WORK TASK. Using the data below, output the first line and every line after it up to and including the line containing "use crate::app_config::ApplicationConfig;", exactly as written and with nothing added.

Collected data entries:
┌──

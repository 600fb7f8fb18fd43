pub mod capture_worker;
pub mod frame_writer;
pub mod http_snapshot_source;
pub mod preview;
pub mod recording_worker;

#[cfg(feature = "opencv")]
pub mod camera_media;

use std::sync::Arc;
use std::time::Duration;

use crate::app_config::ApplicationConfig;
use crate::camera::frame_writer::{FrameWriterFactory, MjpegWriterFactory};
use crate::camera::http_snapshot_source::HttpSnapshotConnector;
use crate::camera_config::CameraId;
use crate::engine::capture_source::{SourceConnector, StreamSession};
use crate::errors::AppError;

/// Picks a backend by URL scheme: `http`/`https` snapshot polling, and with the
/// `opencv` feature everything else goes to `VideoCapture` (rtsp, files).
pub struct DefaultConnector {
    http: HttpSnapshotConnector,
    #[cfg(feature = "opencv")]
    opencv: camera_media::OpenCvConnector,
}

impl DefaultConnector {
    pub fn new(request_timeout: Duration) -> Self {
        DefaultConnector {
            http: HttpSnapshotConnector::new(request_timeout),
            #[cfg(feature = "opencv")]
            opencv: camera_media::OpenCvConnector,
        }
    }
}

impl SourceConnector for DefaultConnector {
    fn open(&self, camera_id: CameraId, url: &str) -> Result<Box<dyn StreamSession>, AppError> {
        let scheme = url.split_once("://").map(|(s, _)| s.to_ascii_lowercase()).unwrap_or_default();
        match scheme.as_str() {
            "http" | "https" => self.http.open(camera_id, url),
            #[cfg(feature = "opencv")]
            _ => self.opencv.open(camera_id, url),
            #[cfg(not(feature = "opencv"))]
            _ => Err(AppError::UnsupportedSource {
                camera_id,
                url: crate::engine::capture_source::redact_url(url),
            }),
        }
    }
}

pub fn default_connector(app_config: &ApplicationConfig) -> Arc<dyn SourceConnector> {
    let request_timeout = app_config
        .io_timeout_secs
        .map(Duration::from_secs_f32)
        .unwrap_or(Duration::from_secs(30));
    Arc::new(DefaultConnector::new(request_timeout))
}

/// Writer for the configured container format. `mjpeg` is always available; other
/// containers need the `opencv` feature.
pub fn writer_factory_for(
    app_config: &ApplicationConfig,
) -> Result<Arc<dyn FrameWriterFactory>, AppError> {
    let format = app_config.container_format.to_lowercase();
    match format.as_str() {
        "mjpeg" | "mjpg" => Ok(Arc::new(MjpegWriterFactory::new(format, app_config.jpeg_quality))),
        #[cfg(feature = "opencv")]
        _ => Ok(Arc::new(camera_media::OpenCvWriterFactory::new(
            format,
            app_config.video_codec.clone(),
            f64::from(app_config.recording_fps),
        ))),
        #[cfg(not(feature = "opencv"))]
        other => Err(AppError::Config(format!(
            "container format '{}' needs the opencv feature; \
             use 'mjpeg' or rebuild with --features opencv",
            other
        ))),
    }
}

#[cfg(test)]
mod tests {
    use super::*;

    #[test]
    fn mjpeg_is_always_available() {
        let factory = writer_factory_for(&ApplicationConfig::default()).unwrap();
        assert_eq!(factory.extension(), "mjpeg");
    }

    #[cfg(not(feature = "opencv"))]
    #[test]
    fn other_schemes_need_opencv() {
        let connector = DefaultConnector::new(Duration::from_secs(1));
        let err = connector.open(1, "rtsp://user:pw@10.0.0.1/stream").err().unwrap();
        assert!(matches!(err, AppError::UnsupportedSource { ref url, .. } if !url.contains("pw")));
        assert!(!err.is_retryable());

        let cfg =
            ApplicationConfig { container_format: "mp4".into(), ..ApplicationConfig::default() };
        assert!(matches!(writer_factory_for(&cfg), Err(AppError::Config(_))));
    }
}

└──

OUTPUT.
repository 600fb7f8fb18fd43
pub mod capture_worker;
pub mod frame_writer;
pub mod http_snapshot_source;
pub mod preview;
pub mod recording_worker;

#[cfg(feature = "opencv")]
pub mod camera_media;

use std::sync::Arc;
use std::time::Duration;

use crate::app_config::ApplicationConfig;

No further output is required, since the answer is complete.